The task — Copying nothing before it, reproduce the line that holds "clap_complete::generate(shell, &mut command, name, &mut" and every line after it in the data, exactly.

Saved data entries:
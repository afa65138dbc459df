pub mod polyline;
pub mod segment;

pub use polyline::{Coordinate, RoutePolyline};
pub use segment::{segment, Segment, SpeedModel};
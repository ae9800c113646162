use std::{io, path::PathBuf, time::Duration};

use clap::{CommandFactory, Parser, Subcommand};
use clap_complete::Shell;
use colored::Colorize;
use indicatif::{ProgressBar, ProgressStyle};
use serde_json::json;
use stillcut::{
    FfmpegLogLevel, Remuxer, SizePreset, extract_thumbnails, probe_dimensions, probe_duration,
    resize_video_frame,
};

const CLI_AFTER_HELP: &str = "Examples:\n  stillcut probe input.mp4 --json\n  stillcut resize input.mp4 small.jpg --size small\n  stillcut resize input.mp4 banner.jpg --size 1280x720\n  stillcut convert movie.webm\n  stillcut thumbs movie.webm thumbnail.jpg\n  stillcut completions zsh > _stillcut";

#[derive(Debug, Parser)]
#[command(
    name = "stillcut",
    version,
    about = "Extract, resize, and remux video stills and containers",
    after_help = CLI_AFTER_HELP
)]
struct Cli {
    #[command(flatten)]
    global: GlobalOptions,

    #[command(subcommand)]
    command: Commands,
}

#[derive(Debug, Parser, Clone, Default)]
struct GlobalOptions {
    /// FFmpeg log level (quiet, panic, fatal, error, warning, info, verbose, debug, trace).
    #[arg(long)]
    log_level: Option<String>,

    /// Allow overwriting existing output files.
    #[arg(long)]
    overwrite: bool,
}

#[derive(Debug, Subcommand)]
enum Commands {
    /// Print the native dimensions and duration of a media file.
    #[command(
        about = "Probe video dimensions and duration",
        visible_alias = "info",
        after_help = "Examples:\n  stillcut probe input.mp4\n  stillcut probe input.mp4 --json"
    )]
    Probe {
        /// Input media path.
        input: PathBuf,

        /// Output as machine-readable JSON.
        #[arg(long)]
        json: bool,
    },

    /// Resize the first video frame into a JPEG still.
    #[command(
        about = "Resize the first video frame to a JPEG",
        after_help = "Examples:\n  stillcut resize input.mp4 small.jpg --size small\n  stillcut resize input.mp4 banner.jpg --size 1280x720"
    )]
    Resize {
        /// Input media path.
        input: PathBuf,
        /// Output JPEG path.
        output: PathBuf,
        /// Target size: small | medium | large | WIDTHxHEIGHT.
        #[arg(long)]
        size: String,
    },

    /// Remux a video into MP4 and extract a thumbnail set.
    #[command(
        about = "Convert container to MP4 and extract thumbnails",
        after_help = "Examples:\n  stillcut convert movie.webm\n  stillcut convert movie.webm --out movie.mp4 --format mp4 --no-thumbs"
    )]
    Convert {
        /// Input media path.
        input: PathBuf,
        /// Output container path.
        #[arg(long, default_value = "converted_video.mp4")]
        out: PathBuf,
        /// Force the output container format instead of inferring it from
        /// the extension.
        #[arg(long)]
        format: Option<String>,
        /// Base path for the thumbnail set.
        #[arg(long, default_value = "thumbnail.jpg")]
        thumbs: PathBuf,
        /// Skip thumbnail extraction.
        #[arg(long)]
        no_thumbs: bool,
    },

    /// Extract a representative thumbnail plus preset-sized derivatives.
    #[command(
        about = "Extract a thumbnail set",
        after_help = "Examples:\n  stillcut thumbs movie.webm thumbnail.jpg"
    )]
    Thumbs {
        /// Input media path.
        input: PathBuf,
        /// Base path for the thumbnail set; derivatives are written as
        /// siblings (<stem>_small.jpg, <stem>_medium.jpg, <stem>_large.jpg).
        #[arg(default_value = "thumbnail.jpg")]
        out: PathBuf,
    },

    /// Generate shell completions.
    #[command(about = "Generate shell completions")]
    Completions {
        /// Target shell.
        shell: Shell,
    },
}

fn parse_log_level(value: &str) -> Option<FfmpegLogLevel> {
    match value.to_ascii_lowercase().as_str() {
        "quiet" => Some(FfmpegLogLevel::Quiet),
        "panic" => Some(FfmpegLogLevel::Panic),
        "fatal" => Some(FfmpegLogLevel::Fatal),
        "error" => Some(FfmpegLogLevel::Error),
        "warning" => Some(FfmpegLogLevel::Warning),
        "info" => Some(FfmpegLogLevel::Info),
        "verbose" => Some(FfmpegLogLevel::Verbose),
        "debug" => Some(FfmpegLogLevel::Debug),
        "trace" => Some(FfmpegLogLevel::Trace),
        _ => None,
    }
}

/// Parse `small`, `medium`, `large`, or an explicit `WIDTHxHEIGHT`.
fn parse_size(value: &str) -> Result<SizePreset, String> {
    match value.to_ascii_lowercase().as_str() {
        "small" | "s" => Ok(SizePreset::Small),
        "medium" | "m" => Ok(SizePreset::Medium),
        "large" | "l" => Ok(SizePreset::Large),
        custom => {
            let (width, height) = custom
                .split_once('x')
                .ok_or(format!("unsupported --size: {value}"))?;
            let width: u32 = width
                .parse()
                .map_err(|_| format!("invalid width in --size: {value}"))?;
            let height: u32 = height
                .parse()
                .map_err(|_| format!("invalid height in --size: {value}"))?;
            Ok(SizePreset::Custom { width, height })
        }
    }
}

fn ensure_writable_path(path: &std::path::Path, overwrite: bool) -> Result<(), String> {
    if path.exists() {
        if overwrite {
            eprintln!(
                "{} {}",
                "warning:".yellow().bold(),
                format!("overwriting {}", path.display()).yellow()
            );
        } else {
            return Err(format!(
                "output already exists: {} (use --overwrite to replace)",
                path.display()
            ));
        }
    }
    Ok(())
}

fn apply_global_options(global: &GlobalOptions) -> Result<(), String> {
    if let Some(level) = &global.log_level {
        let parsed = parse_log_level(level).ok_or(format!("unsupported --log-level: {level}"))?;
        stillcut::set_ffmpeg_log_level(parsed);
    }
    Ok(())
}

fn remux_spinner(message: String) -> ProgressBar {
    let spinner = ProgressBar::new_spinner().with_message(message);
    if let Ok(style) = ProgressStyle::with_template("{spinner} {msg}") {
        spinner.set_style(style);
    }
    spinner.enable_steady_tick(Duration::from_millis(120));
    spinner
}

fn run() -> Result<(), Box<dyn std::error::Error>> {
    let cli = Cli::parse();
    apply_global_options(&cli.global)?;

    match cli.command {
        Commands::Probe { input, json } => {
            let dimensions = probe_dimensions(&input)?;
            let duration = probe_duration(&input)?;

            if json {
                let payload = json!({
                    "path": input.display().to_string(),
                    "width": dimensions.width,
                    "height": dimensions.height,
                    "duration_seconds": duration.map(|d| d.as_secs_f64()),
                });
                println!("{payload:#}");
            } else {
                println!(
                    "{} {}x{}",
                    "dimensions:".cyan().bold(),
                    dimensions.width,
                    dimensions.height
                );
                match duration {
                    Some(duration) => println!(
                        "{} {:.2}s",
                        "duration:".cyan().bold(),
                        duration.as_secs_f64()
                    ),
                    None => println!("{} unknown", "duration:".cyan().bold()),
                }
            }
        }

        Commands::Resize {
            input,
            output,
            size,
        } => {
            let preset = parse_size(&size)?;
            ensure_writable_path(&output, cli.global.overwrite)?;
            let written = resize_video_frame(&input, &output, preset)?;
            println!(
                "{} {} ({}x{})",
                "saved".green().bold(),
                output.display(),
                written.width,
                written.height
            );
        }

        Commands::Convert {
            input,
            out,
            format,
            thumbs,
            no_thumbs,
        } => {
            ensure_writable_path(&out, cli.global.overwrite)?;

            let mut remuxer = Remuxer::new(&input, &out)?;
            if let Some(format) = format {
                remuxer = remuxer.with_format(format);
            }

            let spinner = remux_spinner(format!("remuxing {}", input.display()));
            let report = remuxer.run();
            spinner.finish_and_clear();
            let report = report?;

            println!(
                "{} {} ({} stream(s), {} packet(s))",
                "converted".green().bold(),
                out.display(),
                report.streams_mapped,
                report.packets_written
            );

            if !no_thumbs {
                ensure_writable_path(&thumbs, cli.global.overwrite)?;
                let set = extract_thumbnails(&input, &thumbs)?;
                for path in [&set.base, &set.small, &set.medium, &set.large] {
                    println!("{} {}", "saved".green().bold(), path.display());
                }
            }
        }

        Commands::Thumbs { input, out } => {
            ensure_writable_path(&out, cli.global.overwrite)?;
            let set = extract_thumbnails(&input, &out)?;
            for path in [&set.base, &set.small, &set.medium, &set.large] {
                println!("{} {}", "saved".green().bold(), path.display());
            }
        }

        Commands::Completions { shell } => {
            let mut command = Cli::command();
            let name = command.get_name().to_string();
            clap_complete::generate(shell, &mut command, name, &mut io::stdout());
        }
    }

    Ok(())
}

fn main() {
    if let Err(error) = run() {
        eprintln!("{} {error}", "error:".red().bold());
        std::process::exit(1);
    }
}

Solution for this exercise —
            clap_complete::generate(shell, &mut command, name, &mut io::stdout());
        }
    }

    Ok(())
}

fn main() {
    if let Err(error) = run() {
        eprintln!("{} {error}", "error:".red().bold());
        std::process::exit(1);
    }
}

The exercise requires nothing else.